One small example: a support assistant can draft a refund reply, but it should refuse to promise money back when policy rules are unclear. On that same screen, the agent should still be able to pick a saved template and finish the reply in seconds.
If any item is missing, the story is not ready to leave review. Done means safe behavior, controlled cost, and a usable path when the model cannot help.
What to do next with your team
Pick one template and make every new AI story use it. Keep it short so people actually fill it in. Include the expected result, refusal behavior, cost limit, fallback state, and the check that proves each one works.
Use the same template across product, design, and engineering. Product defines what a good answer looks like. Design decides what users see when the model refuses, times out, or gives a weak answer. Engineering sets limits, logging, and tests. When all three groups review the same fields, sprint review gets much clearer.
A small rollout usually works better than a big process change. Add the template to your story format this week. Try it on the next few AI stories instead of the whole backlog. Ask reviewers to send back any story that skips refusal, cost, or fallback notes. After one sprint, remove fields nobody used and tighten the ones that caught real problems.
This habit matters more than a perfect document. Teams move faster when they stop arguing about what "done" means and start checking the same few things every time.
If your team wants an outside view, Oleg Sotnikov at oleg.is works as a Fractional CTO and startup advisor. He helps startups and smaller companies turn vague AI delivery standards into practical rules for product, infrastructure, and engineering teams.
Frequently Asked Questions
What should done mean for an AI feature?
Done means a real user can finish the task without getting stuck, surprised, or misled. The story should spell out what the AI answers, what it refuses, what it does when confidence drops, and how the product keeps the user moving.
Why is a working demo not enough?
A demo shows a neat path with clean input and someone nearby to explain odd output.
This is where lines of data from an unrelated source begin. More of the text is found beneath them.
/// Feature-hashing embedder.
///
/// Produces deterministic bag-of-tokens vectors: every identifier token
/// (split on camelCase and snake_case) is hashed into one of `dimensions`
/// buckets with a hash-derived sign, then the vector is L2-normalized.
/// Texts sharing vocabulary end up with a positive cosine, which is enough
/// for the engine to work without downloading a model.
use sha2::{Digest, Sha256};

use super::{Embedder, EmbedderError};

/// Default dimensionality, matching multilingual-e5-small.
pub const DEFAULT_DIMENSIONS: usize = 384;

pub struct HashEmbedder {
    pub dimensions: usize,
}

impl HashEmbedder {
    #[must_use]
    pub fn new(dimensions: usize) -> Self {
        Self {
            dimensions: dimensions.max(1),
        }
    }
}

impl Default for HashEmbedder {
    fn default() -> Self {
        Self::new(DEFAULT_DIMENSIONS)
    }
}

/// Stable 64-bit token hash: the first 8 bytes of SHA-256, big-endian.
///
/// Vectors are persisted, so the hash must not change between builds.
fn token_hash(token: &str) -> u64 {
    Sha256::digest(token.as_bytes())
        .iter()
        .take(8)
        .fold(0u64, |acc, b| (acc << 8) | u64::from(*b))
}

/// Split text into lower-cased word tokens, breaking identifiers on
/// `_` and lower→upper case transitions.
pub(crate) fn word_tokens(text: &str) -> Vec<String> {
    let mut tokens = Vec::new();
    for raw in text.split(|c: char| !c.is_alphanumeric()) {
        if raw.is_empty() {
            continue;
        }
        let mut current = String::new();
        let mut prev_lower = false;
        for c in raw.chars() {
            if c.is_uppercase() && prev_lower && !current.is_empty() {
                tokens.push(std::mem::take(&mut current));
            }
            prev_lower = c.is_lowercase() || c.is_ascii_digit();
            current.extend(c.to_lowercase());
        }
        if !current.is_empty() {
            tokens.push(current);
        }
    }
    tokens
}

impl Embedder for HashEmbedder {
    fn embed(&self, text: &str) -> Result<Vec<f32>, EmbedderError> {
        let mut embedding = vec![0.0f32; self.dimensions];

        for token in word_tokens(text) {
            let hash = token_hash(&token);

            let bucket = (hash % self.dimensions as u64) as usize;
            let sign = if (hash >> 63) == 0 { 1.0 } else { -1.0 };
            embedding[bucket] += sign;
        }

        // L2 normalize
        let norm_sq: f32 = embedding.iter().map(|v| v * v).sum();
        if norm_sq > 0.0 {
            let inv = 1.0 / norm_sq.sqrt();
            for v in &mut embedding {
                *v *= inv;
            }
        }

        Ok(embedding)
    }

    fn embed_batch(&self, texts: &[&str]) -> Result<Vec<Vec<f32>>, EmbedderError> {
        texts.iter().map(|t| self.embed(t)).collect()
    }

    fn dimensions(&self) -> usize {
        self.dimensions
    }
}
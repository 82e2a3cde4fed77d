use clap::Parser;
use codesearch::Error;
use codesearch::cli::{self, Cli};
use tracing_subscriber::EnvFilter;

#[tokio::main]
async fn main() {
    let filter = EnvFilter::try_from_default_env().unwrap_or_else(|_| EnvFilter::new("codesearch=info,warn"));
    tracing_subscriber::fmt()
        .with_env_filter(filter)
        .with_writer(std::io::stderr)
        .with_target(false)
        .init();

    let cli = Cli::parse();

    if let Err(err) = cli::run(cli).await {
        match err.downcast_ref::<Error>() {
            Some(e) => {
                eprintln!("error[{}]: {e}", e.kind());
                std::process::exit(e.exit_code());
            }
            None => {
                eprintln!("error: {err:#}");
                std::process::exit(1);
            }
        }
    }
}
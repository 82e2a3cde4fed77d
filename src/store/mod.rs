//! Per-repository index store.
//!
//! Holds the `CodeIndex` document (file entries with their chunks and
//! vectors), a volatile vector store rebuilt from those chunks, and a
//! chunk-id lookup table. Persistence lives in `persist`, entry mutation and
//! change detection in `files`.
use std::collections::{BTreeMap, HashMap};
use std::path::{Path, PathBuf};

use chrono::Utc;
use sha2::{Digest, Sha256};
use tracing::{debug, info};

use crate::error::Result;

pub mod files;
pub mod models;
pub mod persist;
pub mod vector;

use models::{Chunk, ChunkConfig, CodeIndex, FileEntry, INDEX_VERSION, StoreStats};
use vector::{FlatVectorStore, VectorHit, VectorStore};

/// Where a chunk lives inside the index.
#[derive(Debug, Clone, PartialEq, Eq)]
pub(crate) struct ChunkRef {
    pub path: String,
    pub position: usize,
}

pub struct IndexStore {
    index: CodeIndex,
    chunk_cfg: ChunkConfig,
    vectors: Box<dyn VectorStore>,
    chunk_refs: HashMap<String, ChunkRef>,
    created_at: Option<chrono::DateTime<Utc>>,
}

impl IndexStore {
    /// Start an empty index for `repo_root`.
    pub fn create(repo_root: impl Into<PathBuf>, dim: usize, chunk_cfg: ChunkConfig) -> Self {
        let repository_path = repo_root.into();
        info!(
            "Creating empty index for {} (dim {dim})",
            repository_path.display()
        );
        Self {
            index: CodeIndex {
                id: index_id(&repository_path),
                version: INDEX_VERSION.to_string(),
                repository_path,
                last_modified: Utc::now(),
                dim,
                file_entries: BTreeMap::new(),
            },
            chunk_cfg,
            vectors: Box::new(FlatVectorStore::new(dim)),
            chunk_refs: HashMap::new(),
            created_at: None,
        }
    }

    pub fn id(&self) -> &str {
        &self.index.id
    }

    pub fn version(&self) -> &str {
        &self.index.version
    }

    pub fn repository_path(&self) -> &Path {
        &self.index.repository_path
    }

    pub fn dim(&self) -> usize {
        self.index.dim
    }

    pub fn chunk_config(&self) -> &ChunkConfig {
        &self.chunk_cfg
    }

    pub fn set_chunk_config(&mut self, cfg: ChunkConfig) {
        self.chunk_cfg = cfg;
    }

    pub fn last_modified(&self) -> chrono::DateTime<Utc> {
        self.index.last_modified
    }

    /// All file entries, ordered by path.
    pub fn all_files(&self) -> impl Iterator<Item = &FileEntry> {
        self.index.file_entries.values()
    }

    pub fn get_file(&self, path: &str) -> Option<&FileEntry> {
        self.index.file_entries.get(path)
    }

    pub fn file_count(&self) -> usize {
        self.index.file_entries.len()
    }

    pub fn chunk_count(&self) -> usize {
        self.index.file_entries.values().map(|e| e.chunks.len()).sum()
    }

    /// Look up a chunk and its owning file by chunk id.
    pub fn chunk(&self, id: &str) -> Option<(&FileEntry, &Chunk)> {
        let r = self.chunk_refs.get(id)?;
        let entry = self.index.file_entries.get(&r.path)?;
        entry.chunks.get(r.position).map(|c| (entry, c))
    }

    pub fn stats(&self) -> StoreStats {
        let mut languages = BTreeMap::new();
        for entry in self.index.file_entries.values() {
            *languages.entry(entry.language.clone()).or_insert(0) += 1;
        }
        StoreStats {
            file_count: self.file_count(),
            chunk_count: self.chunk_count(),
            vector_count: self.vectors.len(),
            languages,
        }
    }

    /// Nearest chunks to `query` by cosine similarity.
    pub fn search_vectors(&self, query: &[f32], k: usize) -> Result<Vec<VectorHit>> {
        self.vectors.search(query, k)
    }

    /// Drop in-memory state and return how many vectors were released.
    /// The on-disk index is untouched.
    pub fn close(mut self) -> usize {
        let released = self.vectors.len();
        self.vectors.close();
        self.chunk_refs.clear();
        debug!("Closed index {} ({} vectors released)", self.index.id, released);
        released
    }
}

/// Stable index id derived from the repository path.
fn index_id(repository_path: &Path) -> String {
    let digest = Sha256::digest(repository_path.to_string_lossy().as_bytes());
    hex::encode(&digest[..16])
}
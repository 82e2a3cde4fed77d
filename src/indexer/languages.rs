/// Extension → language tag mapping for indexable files.
pub struct LanguageConfig {
    pub name: &'static str,
    pub extensions: &'static [&'static str],
}

const LANGUAGES: &[LanguageConfig] = &[
    LanguageConfig { name: "go", extensions: &["go"] },
    LanguageConfig { name: "javascript", extensions: &["js", "jsx", "mjs", "cjs"] },
    LanguageConfig { name: "typescript", extensions: &["ts", "tsx", "mts", "cts"] },
    LanguageConfig { name: "python", extensions: &["py", "pyi"] },
    LanguageConfig { name: "java", extensions: &["java"] },
    LanguageConfig { name: "c", extensions: &["c", "h"] },
    LanguageConfig { name: "cpp", extensions: &["cc", "cpp", "cxx", "hh", "hpp", "hxx"] },
    LanguageConfig { name: "csharp", extensions: &["cs"] },
    LanguageConfig { name: "php", extensions: &["php"] },
    LanguageConfig { name: "ruby", extensions: &["rb"] },
    LanguageConfig { name: "swift", extensions: &["swift"] },
    LanguageConfig { name: "kotlin", extensions: &["kt", "kts"] },
    LanguageConfig { name: "rust", extensions: &["rs"] },
    LanguageConfig { name: "scala", extensions: &["scala", "sc"] },
    LanguageConfig { name: "shell", extensions: &["sh", "bash", "zsh", "fish", "ps1"] },
    LanguageConfig { name: "sql", extensions: &["sql"] },
    LanguageConfig { name: "html", extensions: &["html", "htm"] },
    LanguageConfig { name: "css", extensions: &["css", "scss", "sass", "less"] },
    LanguageConfig { name: "xml", extensions: &["xml"] },
    LanguageConfig { name: "yaml", extensions: &["yaml", "yml"] },
    LanguageConfig { name: "json", extensions: &["json"] },
    LanguageConfig { name: "toml", extensions: &["toml"] },
    LanguageConfig { name: "markdown", extensions: &["md", "markdown"] },
    LanguageConfig { name: "text", extensions: &["txt"] },
];

/// Well-known extensionless (or oddly named) build and config files.
const SPECIAL_FILES: &[(&str, &str)] = &[
    ("Dockerfile", "dockerfile"),
    ("Makefile", "makefile"),
    ("GNUmakefile", "makefile"),
    ("Gemfile", "ruby"),
    ("Rakefile", "ruby"),
    ("Vagrantfile", "ruby"),
    ("Jenkinsfile", "groovy"),
    ("Procfile", "text"),
    ("CMakeLists.txt", "cmake"),
    ("BUILD", "starlark"),
    ("WORKSPACE", "starlark"),
    ("go.mod", "go"),
    (".gitignore", "gitignore"),
    (".dockerignore", "gitignore"),
    (".editorconfig", "editorconfig"),
];

impl LanguageConfig {
    pub fn get_all() -> &'static [LanguageConfig] {
        LANGUAGES
    }

    pub fn get_by_extension(ext: &str) -> Option<&'static LanguageConfig> {
        let ext = ext.to_ascii_lowercase();
        LANGUAGES.iter().find(|c| c.extensions.contains(&ext.as_str()))
    }

    pub fn get_by_name(name: &str) -> Option<&'static LanguageConfig> {
        LANGUAGES.iter().find(|c| c.name.eq_ignore_ascii_case(name))
    }
}

/// Language of a special file, matched on its basename.
pub fn special_file_language(basename: &str) -> Option<&'static str> {
    SPECIAL_FILES
        .iter()
        .find(|(name, _)| *name == basename)
        .map(|(_, lang)| *lang)
}

/// Detect the language tag for a repo-relative path.
pub fn detect_language(path: &str) -> Option<&'static str> {
    let basename = path.rsplit('/').next().unwrap_or(path);
    if let Some(lang) = special_file_language(basename) {
        return Some(lang);
    }
    let (stem, ext) = basename.rsplit_once('.')?;
    if stem.is_empty() {
        return None;
    }
    LanguageConfig::get_by_extension(ext).map(|c| c.name)
}
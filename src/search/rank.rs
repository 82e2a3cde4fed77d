//! Score fusion and result ordering.

use std::cmp::Ordering;
use std::collections::HashSet;

use super::query::tokenize;
use super::results::SearchResult;

/// Bonus granted when every boost term appears in a chunk.
pub const BOOST_STEP: f32 = 0.05;

/// Map a cosine similarity onto `(relevance, distance)`, both in `[0, 1]`.
pub fn cosine_scores(cos: f32) -> (f32, f32) {
    let cos = cos.clamp(-1.0, 1.0);
    ((1.0 + cos) / 2.0, (1.0 - cos) / 2.0)
}

/// Weighted sum of the two paths; a missing component counts as zero.
pub fn fuse(semantic_weight: f32, text_weight: f32, semantic: Option<f32>, text: Option<f32>) -> f32 {
    let score = semantic_weight * semantic.unwrap_or(0.0) + text_weight * text.unwrap_or(0.0);
    score.clamp(0.0, 1.0)
}

/// `BOOST_STEP` scaled by the fraction of boost terms present in `content`.
pub fn boost_bonus(boost_terms: &[String], content: &str) -> f32 {
    if boost_terms.is_empty() {
        return 0.0;
    }
    let tokens: HashSet<String> = tokenize(content).into_iter().map(|t| t.to_lowercase()).collect();
    let hits = boost_terms.iter().filter(|t| tokens.contains(t.as_str())).count();
    BOOST_STEP * hits as f32 / boost_terms.len() as f32
}

/// Total order used for every result list.
///
/// Higher relevance first; among semantic matches the smaller vector
/// distance; exact matches before partial ones; shorter spans; then
/// discovery order and chunk id.
pub fn compare(a: &SearchResult, b: &SearchResult) -> Ordering {
    b.relevance_score
        .total_cmp(&a.relevance_score)
        .then_with(|| match (a.vector_distance, b.vector_distance) {
            (Some(x), Some(y)) => x.total_cmp(&y),
            (Some(_), None) => Ordering::Less,
            (None, Some(_)) => Ordering::Greater,
            (None, None) => Ordering::Equal,
        })
        .then_with(|| b.exact_match.cmp(&a.exact_match))
        .then_with(|| a.line_span().cmp(&b.line_span()))
        .then_with(|| a.found_at.cmp(&b.found_at))
        .then_with(|| a.chunk_id.cmp(&b.chunk_id))
}

/// Sort and number results `1..=N`.
pub fn rank(results: &mut [SearchResult]) {
    results.sort_by(compare);
    for (i, r) in results.iter_mut().enumerate() {
        r.rank = i + 1;
    }
}
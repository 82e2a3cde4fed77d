use std::collections::BTreeMap;
use std::path::PathBuf;

use chrono::{DateTime, Utc};
use serde::{Deserialize, Serialize};

/// Persisted document format version. Indexes with a different major are
/// rejected on load.
pub const INDEX_VERSION: &str = "1.0.0";

/// A contiguous, content-addressed code segment of one file.
#[derive(Debug, Clone, PartialEq, Serialize, Deserialize)]
pub struct Chunk {
    pub id: String,
    pub content: String,
    pub start_line: usize,
    pub end_line: usize,
    pub language: String,
    #[serde(default, skip_serializing_if = "Option::is_none")]
    pub context: Option<String>,
    #[serde(default, skip_serializing_if = "Option::is_none")]
    pub vector: Option<Vec<f32>>,
}

impl Chunk {
    pub fn line_span(&self) -> usize {
        self.end_line - self.start_line + 1
    }
}

/// One indexed source file and its chunks, ordered by `start_line`.
#[derive(Debug, Clone, PartialEq, Serialize, Deserialize)]
pub struct FileEntry {
    pub path: String,
    pub language: String,
    pub size: u64,
    pub last_modified: DateTime<Utc>,
    pub content_hash: String,
    pub line_count: usize,
    pub chunks: Vec<Chunk>,
}

impl FileEntry {
    pub fn chunk_ids(&self) -> impl Iterator<Item = &str> {
        self.chunks.iter().map(|c| c.id.as_str())
    }
}

/// Line-chunking parameters, recorded in the index header.
#[derive(Debug, Clone, Copy, PartialEq, Eq, Serialize, Deserialize)]
pub struct ChunkConfig {
    pub chunk_lines: usize,
    pub overlap_lines: usize,
    pub min_chunk_lines: usize,
    #[serde(default = "default_true")]
    pub structural_hints: bool,
}

fn default_true() -> bool {
    true
}

impl Default for ChunkConfig {
    fn default() -> Self {
        Self {
            chunk_lines: 30,
            overlap_lines: 5,
            min_chunk_lines: 3,
            structural_hints: true,
        }
    }
}

/// Root document persisted as `index.db`.
#[derive(Debug, Clone, PartialEq, Serialize, Deserialize)]
pub struct CodeIndex {
    pub id: String,
    pub version: String,
    pub repository_path: PathBuf,
    pub last_modified: DateTime<Utc>,
    pub dim: usize,
    pub file_entries: BTreeMap<String, FileEntry>,
}

/// Header persisted as `metadata.json`.
#[derive(Debug, Clone, PartialEq, Serialize, Deserialize)]
pub struct IndexMetadata {
    pub version: String,
    pub dim: usize,
    pub repository_path: PathBuf,
    pub created_at: DateTime<Utc>,
    pub updated_at: DateTime<Utc>,
    pub chunk_cfg: ChunkConfig,
    pub file_count: usize,
    pub chunk_count: usize,
}

/// Summary counters for a loaded store.
#[derive(Debug, Clone, Default, PartialEq, Eq, Serialize)]
pub struct StoreStats {
    pub file_count: usize,
    pub chunk_count: usize,
    pub vector_count: usize,
    pub languages: BTreeMap<String, usize>,
}

/// Result of comparing an entry against the file currently on disk.
#[derive(Debug, Clone, Copy, PartialEq, Eq)]
pub enum FileStatus {
    Unchanged,
    Changed,
    Missing,
}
Real users type vague requests, retry, change direction, and hit the edges fast, so review needs to test that mess too.
What refusal behavior should we define before sprint review?
Write three outcomes into the story: answer, refuse, or ask for more detail. Then name the cases that trigger each one, such as unsafe advice, restricted actions, missing context, or requests outside scope.
How do we set a cost ceiling for an AI feature?
Pick a unit your users actually trigger, like per reply, per session, or per action. Then write a plain limit such as "$0.03 per reply" so product and engineering can judge it without guesswork.
What should happen when the feature hits the cost cap?
Choose the fallback before release. You might switch to a cheaper model, trim context once, stop and show a short message, or offer a non AI path, but the team needs one clear rule.
What makes fallback UX actually useful?
Give users another route on the same screen. A good fallback tells them what happened, what they can do next, and how to reach a person or use a standard form without starting over.
Who should own these rules after release?
Product should own the user message and expected outcome. Engineering should own limits, logging, and stop rules, while support should own the handoff path and finance or the product lead should watch spend alerts.
How should we review an AI story in sprint review?
Start with the user task, not the prompt. Check the normal path, then force refusals, messy input, timeouts, low confidence, and spend limits to see whether the whole flow still works.
What mistakes make AI stories leave review too early?
Teams often approve prompts instead of outcomes, test only happy paths, hide expensive cases behind averages, and leave users with "Try again later." Those misses show up fast in production because users do not act like the demo.
What is the simplest template we can add to AI stories this week?
Add five fields to every AI story: expected result, refusal rule, cost limit, fallback path, and the proof you will test in review. Keep the template short so people use it on every story, not just the big ones.